Moving From Disability Living Allowance to Personal Independence Payment

In December of last year I received the letter I had been expecting and dreading, inviting me to apply for Personal Independence Payment. Like many, I had seen news stories about disabled people in the U.K. losing Disability Living Allowances and having cars essential to their mobility taken away.

On reading the letter I immediately made the initial phone call to start my claim. This was a simple call, just giving my name, national insurance number and basic information about my heath. At the end of the phone call I was told the form will be posted and if I didn’t receive it by the second week in January, I was to phone them. So I enjoyed Christmas and New Year’s, and on January 2 I received a text message informing me they hadn’t received the form. Quite how you return something you haven’t received, I don’t know!

I phoned them straight away to tell them I hadn’t received the form. A few days later, the original form arrived followed by the replacement. I made a quick call to clarify the date on which the form was required to be returned. There was some confusion that I’d already had extra time, but I pointed out that without the form I couldn’t start the process.

When the form arrived I made an appointment with the Citizens Advice Bureau to complete it. Although I have the ability to complete forms, I think it’s helpful to have a independent person to help with the wording. I do have a supportive family, but it can sometimes be difficult with all the things you need help with. The appointment took about three hours, but I felt I’d done a good job and waited to hear back.

I waited to hear back, and on February 17 I received a letter to go for a face-to-face assessment. This was not a surprise as many of my friends had had a face-to-face assessment, but as I read the letter the location of the face to face assessment was Birmingham. Birmingham is an hour’s drive away and the appointment time would mean I would be traveling back during rush hour. I rang the number on the letter and was offered a home visit.

The day of the home visit came. I had arranged for my dad to come home to be with me. The assessor arrived about two hours late, but the assessment itself appeared to go well. I felt reassured, although the person who visits and writes the report doesn’t make the decision.

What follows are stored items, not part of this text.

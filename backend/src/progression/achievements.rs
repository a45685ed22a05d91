//! Achievement definitions
//!
//! Achievements are plain data: a condition over the airport's running
//! statistics and a reward granted once, through the same registration
//! calls any content collaborator would use.

use serde::{Deserialize, Serialize};

use crate::progression::ProgressStats;

#[derive(Debug, Clone, PartialEq, Serialize, Deserialize)]
#[serde(tag = "type", content = "value", rename_all = "snake_case")]
pub enum AchievementCondition {
    TotalLandings(u64),
    OnTimeStreak(u64),
    EmergenciesHandled(u64),
    BalanceAtLeast(i64),
    LevelReached(u32),
}

impl AchievementCondition {
    pub fn is_met(&self, stats: &ProgressStats, balance: i64, level: u32) -> bool {
        match *self {
            AchievementCondition::TotalLandings(n) => stats.total_landings >= n,
            AchievementCondition::OnTimeStreak(n) => stats.on_time_streak >= n,
            AchievementCondition::EmergenciesHandled(n) => stats.emergencies_handled >= n,
            AchievementCondition::BalanceAtLeast(x) => balance >= x,
            AchievementCondition::LevelReached(n) => level >= n,
        }
    }
}

#[derive(Debug, Clone, PartialEq, Serialize, Deserialize)]
#[serde(tag = "type", rename_all = "snake_case")]
pub enum AchievementReward {
    GlobalRevenueModifier { name: String, factor: f64 },
    XpMultiplier { factor: f64 },
    WeatherResistance { amount: f64 },
    LandingDurationReduction { ticks: usize },
    None,
}

#[derive(Debug, Clone, PartialEq, Serialize, Deserialize)]
pub struct AchievementDef {
    pub id: String,
    pub name: String,
    pub condition: AchievementCondition,
    pub reward: AchievementReward,
}

impl AchievementDef {
    pub fn new(
        id: impl Into<String>,
        name: impl Into<String>,
        condition: AchievementCondition,
        reward: AchievementReward,
    ) -> Self {
        Self {
            id: id.into(),
            name: name.into(),
            condition,
            reward,
        }
    }
}

/// Catalog used when the configuration does not provide one
pub fn default_catalog() -> Vec<AchievementDef> {
    vec![
        AchievementDef::new(
            "first_landing",
            "Wheels Down",
            AchievementCondition::TotalLandings(1),
            AchievementReward::None,
        ),
        AchievementDef::new(
            "punctual",
            "Like Clockwork",
            AchievementCondition::OnTimeStreak(10),
            AchievementReward::GlobalRevenueModifier {
                name: "punctuality".to_string(),
                factor: 1.05,
            },
        ),
        AchievementDef::new(
            "first_responder",
            "First Responder",
            AchievementCondition::EmergenciesHandled(3),
            AchievementReward::XpMultiplier { factor: 1.1 },
        ),
        AchievementDef::new(
            "busy_skies",
            "Busy Skies",
            AchievementCondition::TotalLandings(50),
            AchievementReward::LandingDurationReduction { ticks: 1 },
        ),
        AchievementDef::new(
            "all_weather",
            "All-Weather Operator",
            AchievementCondition::LevelReached(5),
            AchievementReward::WeatherResistance { amount: 0.25 },
        ),
        AchievementDef::new(
            "deep_pockets",
            "Deep Pockets",
            AchievementCondition::BalanceAtLeast(100_000),
            AchievementReward::None,
        ),
    ]
}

On April 3 I returned home from the Easter break to find the letter I had been waiting for on the doormat.  I opened it feeling rather nervous at what I might be about to read, but to my relief I’d been awarded Personal Independence Payment equivalent to what I had been receiving on Disability Living Allowence.

Based on my experience I have the following advice to anyone moving from Disability Living Allowance to Personal Independence Payment:

Get help completing the form.

I feel I have a good understanding of my disability and the help I require. Even so, having someone to discuss it with means you are less likely to forget anything.

Contact health professionals who care for you.

On the Personal Independence Payment claim form there is a section that asks about medical professionals who are currently caring for you. I contacted my health professionals to discuss my health and the difficulties I am currently having.

Make a copy of the form before sending it.

I keep a copy of the form for a number of reasons. If you have a face-to-face assessment, you can have it in front of you to know exactly what you put on the form. And if you are reassessed, you have the form from last time to work from.

Request a home visit.

You may be told you need to travel some distance to attend your face-to-face assessment. The center I was asked to attend was an hour away from my home, and I would have been traveling through rush hour. I have also heard of assessment centers that are not wheelchair accessible. If traveling to your appointment could aggravate your physical or emotional difficulties, I would strongly advise you to request a home visit.

This is not the time to be positive.

Like many people with a disability or health condition I like to focus on the positives, what I am able to do and how I manage to complete day-to-day tasks. This form is about what you cannot do, the things you struggle with and the things you need help with. The form asks about doing tasks safely, repeatedly, to an acceptable standard and as often as required. So think carefully about all of the criteria; if you struggle to do something, if takes you three times as long to complete and you need to rest after, you need to say so.